╭─ Excerpted records

//! Traversals over terms. All of them use explicit work stacks and per-call
//! memo tables, nested formulas never grow the call stack. The traversals
//! the engine runs on whole formulas poll a `CancellationToken` once per step.

use super::{Term, TermKind, TermStore};
use crate::utils::cancel::{CancellationToken, Canceled};
use rustc_hash::{FxHashMap, FxHashSet};

/// Free variables of `t` in order of first occurrence.
pub fn free_vars(
    store: &TermStore,
    t: Term,
    token: &CancellationToken,
) -> Result<Vec<Term>, Canceled> {
    let mut memo: FxHashMap<Term, Vec<Term>> = FxHashMap::default();
    let mut stack = vec![t];
    while let Some(&top) = stack.last() {
        token.check()?;
        if memo.contains_key(&top) {
            stack.pop();
            continue;
        }
        let children = store.children(top);
        let pending: Vec<Term> = children
            .iter()
            .filter(|&&c| !memo.contains_key(&c))
            .copied()
            .collect();
        if !pending.is_empty() {
            stack.extend(pending);
            continue;
        }
        let mut vars = Vec::new();
        let mut seen = FxHashSet::default();
        match store.kind(top) {
            TermKind::Var(_, _) => vars.push(top),
            TermKind::Exists(bound, body) | TermKind::Forall(bound, body) => {
                for &v in &memo[body] {
                    if !bound.contains(&v) {
                        vars.push(v);
                    }
                }
            }
            _ => {
                for c in &children {
                    for &v in &memo[c] {
                        if seen.insert(v) {
                            vars.push(v);
                        }
                    }
                }
            }
        }
        memo.insert(top, vars);
        stack.pop();
    }
    Ok(memo.remove(&t).unwrap_or_default())
}

/// All sub-terms of `roots` in post-order, every shared node once.
pub fn post_order(store: &TermStore, roots: &[Term]) -> Vec<Term> {
    let mut order = Vec::new();
    let mut visited = FxHashSet::default();
    let mut stack: Vec<(Term, bool)> = roots.iter().rev().map(|&r| (r, false)).collect();
    while let Some((t, expanded)) = stack.pop() {
        if expanded {
            order.push(t);
            continue;
        }
        if !visited.insert(t) {
            continue;
        }
        stack.push((t, true));
        for c in store.children(t).into_iter().rev() {
            if !visited.contains(&c) {
                stack.push((c, false));
            }
        }
    }
    order
}

/// Returns true if the variable `var` occurs anywhere in `t`.
pub fn occurs(store: &TermStore, t: Term, var: Term) -> bool {
    let mut visited = FxHashSet::default();
    let mut stack = vec![t];
    while let Some(top) = stack.pop() {
        if top == var {
            return true;
        }
        if !visited.insert(top) {
            continue;
        }
        stack.extend(store.children(top));
    }
    false
}

/// Rewrites `roots` bottom-up. `leaf` is consulted before descending into a
/// node; when it returns a replacement, the node is not traversed further.
/// Unchanged nodes keep their handle.
pub fn rewrite<F>(
    store: &mut TermStore,
    roots: &[Term],
    token: &CancellationToken,
    mut leaf: F,
) -> Result<Vec<Term>, Canceled>
where
    F: FnMut(&TermStore, Term) -> Option<Term>,
{
    let mut cache: FxHashMap<Term, Term> = FxHashMap::default();
    let mut todo: Vec<Term> = roots.to_vec();
    while let Some(&t) = todo.last() {
        token.check()?;
        if cache.contains_key(&t) {
            todo.pop();
            continue;
        }
        if let Some(r) = leaf(store, t) {
            cache.insert(t, r);
            todo.pop();
            continue;
        }
        let children = store.children(t);
        let mut args = Vec::with_capacity(children.len());
        let mut ready = true;
        for c in &children {
            match cache.get(c) {
                Some(&r) => args.push(r),
                None => {
                    todo.push(*c);
                    ready = false;
                }
            }
        }
        if ready {
            let r = if args == children {
                t
            } else {
                store.rebuild(t, &args)
            };
            cache.insert(t, r);
            todo.pop();
        }
    }
    Ok(roots
        .iter()
        .map(|r| cache.get(r).copied().unwrap_or(*r))
        .collect())
}

/// Capture-avoiding substitution of variables. Quantifiers that rebind a
/// substituted variable hide it inside their body.
pub fn substitute(
    store: &mut TermStore,
    t: Term,
    map: &FxHashMap<Term, Term>,
    token: &CancellationToken,
) -> Result<Term, Canceled> {
    if map.is_empty() {
        return Ok(t);
    }
    let mut scopes = vec![map.clone()];
    let mut binder_scope: FxHashMap<(Term, usize), usize> = FxHashMap::default();
    let mut memo: FxHashMap<(Term, usize), Term> = FxHashMap::default();
    let mut stack = vec![(t, 0_usize)];
    while let Some(&(top, scope)) = stack.last() {
        token.check()?;
        if memo.contains_key(&(top, scope)) {
            stack.pop();
            continue;
        }
        if let Some(&r) = scopes[scope].get(&top) {
            memo.insert((top, scope), r);
            stack.pop();
            continue;
        }
        let inner = match store.kind(top) {
            TermKind::Exists(bound, _) | TermKind::Forall(bound, _)
                if bound.iter().any(|v| scopes[scope].contains_key(v)) =>
            {
                if let Some(&s) = binder_scope.get(&(top, scope)) {
                    s
                } else {
                    let mut restricted = scopes[scope].clone();
                    for v in bound {
                        restricted.remove(v);
                    }
                    scopes.push(restricted);
                    let s = scopes.len() - 1;
                    binder_scope.insert((top, scope), s);
                    s
                }
            }
            _ => scope,
        };
        let children = store.children(top);
        let mut args = Vec::with_capacity(children.len());
        let mut ready = true;
        for &c in &children {
            match memo.get(&(c, inner)) {
                Some(&r) => args.push(r),
                None => {
                    stack.push((c, inner));
                    ready = false;
                }
            }
        }
        if ready {
            let r = if args == children {
                top
            } else {
                store.rebuild(top, &args)
            };
            memo.insert((top, scope), r);
            stack.pop();
        }
    }
    Ok(memo.get(&(t, 0)).copied().unwrap_or(t))
}

/// Pushes a negation one level into `t`.
pub fn push_not(store: &mut TermStore, t: Term) -> Term {
    match store.kind(t).clone() {
        TermKind::Not(a) => a,
        TermKind::And(args) => {
            let negated: Vec<Term> = args.into_iter().map(|a| store.mk_not(a)).collect();
            store.mk_or(negated)
        }
        TermKind::Or(args) => {
            let negated: Vec<Term> = args.into_iter().map(|a| store.mk_not(a)).collect();
            store.mk_and(negated)
        }
        TermKind::Exists(vars, body) => {
            let body = store.mk_not(body);
            store.mk_forall(vars, body)
        }
        TermKind::Forall(vars, body) => {
            let body = store.mk_not(body);
            store.mk_exists(vars, body)
        }
        _ => store.mk_not(t),
    }
}

#[cfg(test)]
mod tests {

    use super::super::Sort;
    use super::*;

    #[test]
    fn free_vars_respect_binders() {
        let mut store = TermStore::new();
        let x = store.mk_var("x", Sort::Real);
        let y = store.mk_var("y", Sort::Real);
        let le = store.mk_le(x, y);
        let q = store.mk_exists(vec![x], le);
        let p = store.mk_var("p", Sort::Bool);
        let fml = store.mk_and(vec![q, p]);
        let token = CancellationToken::new();
        assert_eq!(free_vars(&store, fml, &token), Ok(vec![y, p]));
        assert!(occurs(&store, fml, x));
    }

    #[test]
    fn substitution_does_not_capture() {
        let mut store = TermStore::new();
        let x = store.mk_var("x", Sort::Real);
        let y = store.mk_var("y", Sort::Real);
        let one = store.mk_int(1);
        let inner = store.mk_lt(x, one);
        let q = store.mk_forall(vec![x], inner);
        let outer = store.mk_le(x, y);
        let fml = store.mk_and(vec![outer, q]);

        let mut map = FxHashMap::default();
        map.insert(x, one);
        let result = substitute(&mut store, fml, &map, &CancellationToken::new()).unwrap();
        let expected_outer = store.mk_le(one, y);
        let expected = store.mk_and(vec![expected_outer, q]);
        assert_eq!(result, expected);
    }

    #[test]
    fn push_not_one_level() {
        let mut store = TermStore::new();
        let p = store.mk_var("p", Sort::Bool);
        let q = store.mk_var("q", Sort::Bool);
        let conj = store.mk_and(vec![p, q]);
        let result = push_not(&mut store, conj);
        let np = store.mk_not(p);
        let nq = store.mk_not(q);
        assert_eq!(result, store.mk_or(vec![np, nq]));
    }

    #[test]
    fn rewrite_stops_when_canceled() {
        let mut store = TermStore::new();
        let x = store.mk_var("x", Sort::Real);
        let atoms: Vec<Term> = (0..1000)
            .map(|i| {
                let bound = store.mk_int(i);
                store.mk_lt(x, bound)
            })
            .collect();
        let fml = store.mk_or(atoms);
        let negated = store.mk_not(fml);

        let token = CancellationToken::new();
        let mut visited = 0;
        let result = rewrite(&mut store, &[negated], &token, |_, _| {
            visited += 1;
            if visited == 10 {
                token.cancel();
            }
            None
        });
        assert_eq!(result, Err(Canceled));
        assert_eq!(visited, 10);

        token.reset();
        let unchanged = rewrite(&mut store, &[negated], &token, |_, _| None).unwrap();
        assert_eq!(unchanged, vec![negated]);
        assert_eq!(free_vars(&store, negated, &token), Ok(vec![x]));
        token.cancel();
        assert_eq!(free_vars(&store, negated, &token), Err(Canceled));
    }

    #[test]
    fn post_order_visits_shared_nodes_once() {
        let mut store = TermStore::new();
        let p = store.mk_var("p", Sort::Bool);
        let q = store.mk_var("q", Sort::Bool);
        let np = store.mk_not(p);
        let a = store.mk_or(vec![np, q]);
        let b = store.mk_and(vec![a, np]);
        let order = post_order(&store, &[b]);
        assert_eq!(order, vec![p, np, q, a, b]);
    }
}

╰─

Exercise | Pick out the lines above containing the word "roots", then copy them.

Reply |
/// All sub-terms of `roots` in post-order, every shared node once.
pub fn post_order(store: &TermStore, roots: &[Term]) -> Vec<Term> {
    let mut stack: Vec<(Term, bool)> = roots.iter().rev().map(|&r| (r, false)).collect();
/// Rewrites `roots` bottom-up. `leaf` is consulted before descending into a
    roots: &[Term],
    let mut todo: Vec<Term> = roots.to_vec();
    Ok(roots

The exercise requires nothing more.